Background Pleckstrin homology‐like domain family A, member 3 ( PHLDA 3), a crucial member of the PHLDA family, is involved in tumor suppression, kidney injury, liver injury, and glucose metabolism. However, the role of PHLDA 3 in pathological cardiac hypertrophy and heart failure remains unclear. Methods and Results In the present study, PHLDA 3 expression was downregulated in hypertrophic murine hearts and angiotensin II ‐treated cardiomyocytes. Next, an in vitro study suggested, by using gain‐ and loss‐of‐function approaches, that PHLDA 3 attenuates Ang II exposure‐induced cardiomyocyte hypertrophy.
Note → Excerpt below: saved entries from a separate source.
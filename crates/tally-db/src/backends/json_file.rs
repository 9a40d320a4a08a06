use std::ffi::OsString;
use std::fs;
use std::io::ErrorKind;
use std::path::{Path, PathBuf};
use std::sync::Mutex;

use anyhow::{Context, Result, anyhow};
use tally_types::models::Snapshot;
use tracing::info;

use crate::store::RecordStore;

/// Whole snapshot as one pretty-printed JSON document on local disk.
pub struct JsonFileStore {
    path: PathBuf,
    lock: Mutex<()>,
}

impl JsonFileStore {
    pub fn open(path: &Path) -> Result<Self> {
        ensure_parent(path)?;
        info!("JSON data file at {}", path.display());
        Ok(Self {
            path: path.to_path_buf(),
            lock: Mutex::new(()),
        })
    }

    pub fn path(&self) -> &Path {
        &self.path
    }

    fn temp_path(&self) -> PathBuf {
        let mut name = OsString::from(self.path.as_os_str());
        name.push(".tmp");
        PathBuf::from(name)
    }
}

impl RecordStore for JsonFileStore {
    fn backend(&self) -> &'static str {
        "file"
    }

    fn read(&self) -> Result<Option<Snapshot>> {
        let _guard = self.lock.lock().map_err(|e| anyhow!("File lock poisoned: {}", e))?;

        let raw = match fs::read_to_string(&self.path) {
            Ok(raw) => raw,
            Err(e) if e.kind() == ErrorKind::NotFound => return Ok(None),
            Err(e) => {
                return Err(e).with_context(|| format!("reading {}", self.path.display()));
            }
        };

        // A document missing any top-level key fails here rather than being
        // replaced by an empty one, which would wipe it on the next save.
        let snapshot = serde_json::from_str(&raw)
            .with_context(|| format!("corrupt data file {}", self.path.display()))?;
        Ok(Some(snapshot))
    }

    fn write(&self, snapshot: &Snapshot) -> Result<()> {
        let _guard = self.lock.lock().map_err(|e| anyhow!("File lock poisoned: {}", e))?;

        ensure_parent(&self.path)?;
        let contents = serde_json::to_string_pretty(snapshot)?;

        // Write beside the target and rename so readers never see half a document.
        let tmp = self.temp_path();
        fs::write(&tmp, contents).with_context(|| format!("writing {}", tmp.display()))?;
        fs::rename(&tmp, &self.path)
            .with_context(|| format!("replacing {}", self.path.display()))?;
        Ok(())
    }
}

fn ensure_parent(path: &Path) -> Result<()> {
    if let Some(dir) = path.parent().filter(|d| !d.as_os_str().is_empty()) {
        fs::create_dir_all(dir).with_context(|| format!("creating {}", dir.display()))?;
    }
    Ok(())
}

#[cfg(test)]
mod tests {
    use super::*;
    use chrono::Utc;
    use tempfile::tempdir;

    #[test]
    fn absent_file_reads_as_none() {
        let dir = tempdir().unwrap();
        let store = JsonFileStore::open(&dir.path().join("data/leaderboard.json")).unwrap();

        assert!(store.read().unwrap().is_none());
        // Parent directory is created eagerly.
        assert!(dir.path().join("data").is_dir());
    }

    #[test]
    fn write_then_read() {
        let dir = tempdir().unwrap();
        let store = JsonFileStore::open(&dir.path().join("leaderboard.json")).unwrap();
        let snap = Snapshot::empty(Utc::now());

        store.write(&snap).unwrap();
        assert_eq!(store.read().unwrap(), Some(snap));
        assert!(!store.temp_path().exists());

        let doc: serde_json::Value =
            serde_json::from_str(&fs::read_to_string(store.path()).unwrap()).unwrap();
        assert!(doc.get("usuarios").is_some());
        assert!(doc.get("ordenes").is_some());
        assert_eq!(doc["configuracion"]["version"], "2.0");
    }

    #[test]
    fn incomplete_document_is_rejected() {
        let dir = tempdir().unwrap();
        let path = dir.path().join("leaderboard.json");
        fs::write(&path, r#"{"usuarios": []}"#).unwrap();

        let store = JsonFileStore::open(&path).unwrap();
        assert!(store.read().is_err());
    }
}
Consistent with the cell phenotype, disruption of PHLDA 3 aggravated the effects of pressure overload‐induced pathological cardiac hypertrophy, fibrosis, and dysfunction. In contrast, PHLDA 3 overexpression resulted in an attenuated hypertrophic phenotype. Molecular analysis revealed that PHLDA 3 suppressed the activation of AKT ‐ mTOR ‐ GSK 3β‐P70S6K signaling in response to hypertrophic stress, and the blockage of AKT activation rescued these adverse pathological effects of PHLDA 3 deficiency‐induced by AB and Ang II , respectively, in vivo and in vitro. Conclusions Collectively, our data indicated that PHLDA 3 could ameliorate pressure overload‐induced cardiac remodeling mainly by blocking the AKT signaling pathway, suggesting that PHLDA 3 may represent a therapeutic target for the treatment of pathological cardiac hypertrophy and heart failure.